» Work required
From the entries that follow, reproduce exactly and only the lines from the line with "at most 48)" to the line with "in cents (-100..100)", endpoints included.

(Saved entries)
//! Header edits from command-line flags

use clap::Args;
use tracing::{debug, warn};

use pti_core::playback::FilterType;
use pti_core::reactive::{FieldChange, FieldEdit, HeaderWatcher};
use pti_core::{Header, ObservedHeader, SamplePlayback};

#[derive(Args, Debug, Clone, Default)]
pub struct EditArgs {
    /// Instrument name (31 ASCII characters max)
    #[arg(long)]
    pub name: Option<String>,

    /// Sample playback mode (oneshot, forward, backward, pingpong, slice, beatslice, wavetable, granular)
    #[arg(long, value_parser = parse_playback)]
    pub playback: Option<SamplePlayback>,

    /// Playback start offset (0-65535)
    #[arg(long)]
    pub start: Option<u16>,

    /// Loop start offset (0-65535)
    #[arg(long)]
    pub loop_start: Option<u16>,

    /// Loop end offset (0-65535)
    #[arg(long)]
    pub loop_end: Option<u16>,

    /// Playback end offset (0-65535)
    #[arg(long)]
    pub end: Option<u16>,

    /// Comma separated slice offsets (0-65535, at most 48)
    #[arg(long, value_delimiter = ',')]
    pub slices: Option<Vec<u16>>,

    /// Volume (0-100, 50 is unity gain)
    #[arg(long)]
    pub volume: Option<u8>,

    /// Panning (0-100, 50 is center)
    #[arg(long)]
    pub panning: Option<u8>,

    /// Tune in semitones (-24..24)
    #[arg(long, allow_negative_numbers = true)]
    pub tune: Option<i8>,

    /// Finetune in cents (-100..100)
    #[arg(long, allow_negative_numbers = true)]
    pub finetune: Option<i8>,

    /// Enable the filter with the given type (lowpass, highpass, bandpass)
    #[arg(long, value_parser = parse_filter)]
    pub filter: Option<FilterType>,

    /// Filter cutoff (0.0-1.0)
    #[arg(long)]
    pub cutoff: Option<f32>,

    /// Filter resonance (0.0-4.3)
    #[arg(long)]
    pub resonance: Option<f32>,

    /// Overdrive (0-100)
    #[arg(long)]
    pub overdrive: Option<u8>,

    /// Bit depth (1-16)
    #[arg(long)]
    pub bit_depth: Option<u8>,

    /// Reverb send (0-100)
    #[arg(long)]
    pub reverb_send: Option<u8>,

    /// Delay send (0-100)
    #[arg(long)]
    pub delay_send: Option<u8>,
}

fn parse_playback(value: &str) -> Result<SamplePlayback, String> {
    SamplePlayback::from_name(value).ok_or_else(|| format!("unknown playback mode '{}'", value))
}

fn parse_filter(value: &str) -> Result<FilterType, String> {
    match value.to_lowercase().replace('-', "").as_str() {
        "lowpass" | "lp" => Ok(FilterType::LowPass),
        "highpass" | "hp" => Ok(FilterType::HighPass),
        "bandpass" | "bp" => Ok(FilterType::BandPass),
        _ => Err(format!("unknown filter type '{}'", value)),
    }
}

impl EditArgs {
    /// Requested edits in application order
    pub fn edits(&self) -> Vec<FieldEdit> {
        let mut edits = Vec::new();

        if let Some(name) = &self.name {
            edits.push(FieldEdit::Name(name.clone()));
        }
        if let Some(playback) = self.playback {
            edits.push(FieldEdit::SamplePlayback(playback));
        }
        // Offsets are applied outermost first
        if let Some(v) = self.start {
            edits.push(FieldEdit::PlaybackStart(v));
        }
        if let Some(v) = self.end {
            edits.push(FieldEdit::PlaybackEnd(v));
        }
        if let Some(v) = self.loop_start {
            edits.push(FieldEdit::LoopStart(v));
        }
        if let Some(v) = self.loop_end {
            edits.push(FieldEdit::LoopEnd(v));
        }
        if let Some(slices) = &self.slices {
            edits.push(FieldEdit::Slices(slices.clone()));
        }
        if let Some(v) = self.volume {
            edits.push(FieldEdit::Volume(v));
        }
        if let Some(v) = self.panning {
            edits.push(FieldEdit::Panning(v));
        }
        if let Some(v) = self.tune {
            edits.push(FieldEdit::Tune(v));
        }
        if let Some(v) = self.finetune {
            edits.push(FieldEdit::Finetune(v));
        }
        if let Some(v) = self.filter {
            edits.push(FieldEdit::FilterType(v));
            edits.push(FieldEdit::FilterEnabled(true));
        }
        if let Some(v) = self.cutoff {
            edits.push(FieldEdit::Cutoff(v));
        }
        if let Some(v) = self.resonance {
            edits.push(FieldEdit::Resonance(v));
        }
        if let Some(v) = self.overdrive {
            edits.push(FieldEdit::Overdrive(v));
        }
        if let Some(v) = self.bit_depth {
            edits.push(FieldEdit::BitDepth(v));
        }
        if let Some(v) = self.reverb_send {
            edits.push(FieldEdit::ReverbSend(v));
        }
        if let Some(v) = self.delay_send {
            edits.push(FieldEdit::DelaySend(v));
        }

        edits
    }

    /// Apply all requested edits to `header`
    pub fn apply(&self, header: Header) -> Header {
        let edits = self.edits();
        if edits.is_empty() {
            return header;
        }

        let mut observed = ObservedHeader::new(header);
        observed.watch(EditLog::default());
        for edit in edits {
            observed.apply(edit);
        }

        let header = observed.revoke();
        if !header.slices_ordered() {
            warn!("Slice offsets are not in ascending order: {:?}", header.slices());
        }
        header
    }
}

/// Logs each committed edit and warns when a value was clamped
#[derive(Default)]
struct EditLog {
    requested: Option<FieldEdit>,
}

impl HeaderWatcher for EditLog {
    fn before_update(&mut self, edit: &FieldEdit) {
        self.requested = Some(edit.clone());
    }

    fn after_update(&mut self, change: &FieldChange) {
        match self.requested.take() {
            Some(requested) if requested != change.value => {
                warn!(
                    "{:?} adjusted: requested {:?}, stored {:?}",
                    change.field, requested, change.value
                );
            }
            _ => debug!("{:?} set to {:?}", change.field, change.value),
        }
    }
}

» Response to the task
    /// Comma separated slice offsets (0-65535, at most 48)
    #[arg(long, value_delimiter = ',')]
    pub slices: Option<Vec<u16>>,

    /// Volume (0-100, 50 is unity gain)
    #[arg(long)]
    pub volume: Option<u8>,

    /// Panning (0-100, 50 is center)
    #[arg(long)]
    pub panning: Option<u8>,

    /// Tune in semitones (-24..24)
    #[arg(long, allow_negative_numbers = true)]
    pub tune: Option<i8>,

    /// Finetune in cents (-100..100)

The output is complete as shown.